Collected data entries

* * *

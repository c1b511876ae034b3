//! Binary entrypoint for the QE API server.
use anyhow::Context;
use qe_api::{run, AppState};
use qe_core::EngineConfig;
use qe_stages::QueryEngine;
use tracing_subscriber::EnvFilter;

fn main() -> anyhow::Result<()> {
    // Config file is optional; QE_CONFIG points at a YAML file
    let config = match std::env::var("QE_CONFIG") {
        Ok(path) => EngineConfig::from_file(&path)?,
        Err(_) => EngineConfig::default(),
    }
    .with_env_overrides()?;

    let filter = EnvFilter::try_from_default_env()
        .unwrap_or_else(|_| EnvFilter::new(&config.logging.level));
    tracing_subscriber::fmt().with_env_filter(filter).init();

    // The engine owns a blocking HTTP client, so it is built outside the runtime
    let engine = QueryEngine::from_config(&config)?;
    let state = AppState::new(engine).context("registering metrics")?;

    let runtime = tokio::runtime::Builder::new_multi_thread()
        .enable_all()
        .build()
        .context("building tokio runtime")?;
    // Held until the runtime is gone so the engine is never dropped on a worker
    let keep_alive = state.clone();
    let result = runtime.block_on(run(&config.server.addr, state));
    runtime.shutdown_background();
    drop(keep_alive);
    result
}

* * *

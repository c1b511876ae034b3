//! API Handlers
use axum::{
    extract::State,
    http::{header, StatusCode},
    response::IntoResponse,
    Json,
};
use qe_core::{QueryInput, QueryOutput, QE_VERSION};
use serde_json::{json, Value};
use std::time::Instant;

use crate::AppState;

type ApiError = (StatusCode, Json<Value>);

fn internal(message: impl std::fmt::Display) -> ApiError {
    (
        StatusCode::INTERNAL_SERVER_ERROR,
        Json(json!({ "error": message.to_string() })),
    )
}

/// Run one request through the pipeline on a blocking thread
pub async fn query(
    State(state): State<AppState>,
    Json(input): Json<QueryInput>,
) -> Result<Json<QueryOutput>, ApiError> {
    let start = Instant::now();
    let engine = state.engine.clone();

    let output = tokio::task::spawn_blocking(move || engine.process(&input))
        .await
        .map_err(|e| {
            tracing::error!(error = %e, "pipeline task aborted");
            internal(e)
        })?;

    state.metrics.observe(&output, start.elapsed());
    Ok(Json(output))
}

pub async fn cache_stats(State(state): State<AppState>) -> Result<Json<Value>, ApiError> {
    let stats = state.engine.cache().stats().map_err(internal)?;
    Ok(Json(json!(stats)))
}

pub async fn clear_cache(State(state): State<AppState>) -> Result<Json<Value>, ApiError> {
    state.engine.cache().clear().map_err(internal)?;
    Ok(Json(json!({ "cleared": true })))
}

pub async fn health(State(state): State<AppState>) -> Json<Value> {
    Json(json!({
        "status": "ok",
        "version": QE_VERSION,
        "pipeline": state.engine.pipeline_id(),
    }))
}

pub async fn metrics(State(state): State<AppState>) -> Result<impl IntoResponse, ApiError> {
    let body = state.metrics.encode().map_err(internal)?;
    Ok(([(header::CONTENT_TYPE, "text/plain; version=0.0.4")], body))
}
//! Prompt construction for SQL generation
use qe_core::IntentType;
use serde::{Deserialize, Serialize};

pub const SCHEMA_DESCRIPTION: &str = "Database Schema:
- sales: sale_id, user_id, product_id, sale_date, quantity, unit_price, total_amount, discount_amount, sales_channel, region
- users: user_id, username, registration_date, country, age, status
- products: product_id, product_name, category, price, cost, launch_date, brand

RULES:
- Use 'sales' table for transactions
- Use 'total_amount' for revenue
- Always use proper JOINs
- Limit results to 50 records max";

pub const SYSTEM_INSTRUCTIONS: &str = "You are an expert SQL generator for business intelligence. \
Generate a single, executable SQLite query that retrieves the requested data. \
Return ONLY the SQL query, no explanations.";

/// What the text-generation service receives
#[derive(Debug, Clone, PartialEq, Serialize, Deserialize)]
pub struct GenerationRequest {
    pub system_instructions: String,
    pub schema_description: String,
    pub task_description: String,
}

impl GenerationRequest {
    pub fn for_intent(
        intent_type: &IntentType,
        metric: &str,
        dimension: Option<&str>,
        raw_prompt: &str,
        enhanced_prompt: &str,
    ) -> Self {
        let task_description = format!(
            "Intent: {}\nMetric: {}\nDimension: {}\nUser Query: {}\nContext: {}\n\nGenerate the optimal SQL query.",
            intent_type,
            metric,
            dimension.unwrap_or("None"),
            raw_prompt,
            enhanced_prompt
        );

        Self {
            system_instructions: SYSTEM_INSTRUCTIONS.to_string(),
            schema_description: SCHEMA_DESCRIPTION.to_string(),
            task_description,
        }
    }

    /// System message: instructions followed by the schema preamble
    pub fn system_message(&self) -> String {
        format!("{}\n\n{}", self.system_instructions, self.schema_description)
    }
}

* * *

→ ASSIGNMENT
There is a line with "pub const SYSTEM_INSTRUCTIONS: &str" and a line with "text-generation service receives" above. Copy exactly those two lines and all lines between them, with nothing else.

→ TASK SOLUTION
pub const SYSTEM_INSTRUCTIONS: &str = "You are an expert SQL generator for business intelligence. \
Generate a single, executable SQLite query that retrieves the requested data. \
Return ONLY the SQL query, no explanations.";

/// What the text-generation service receives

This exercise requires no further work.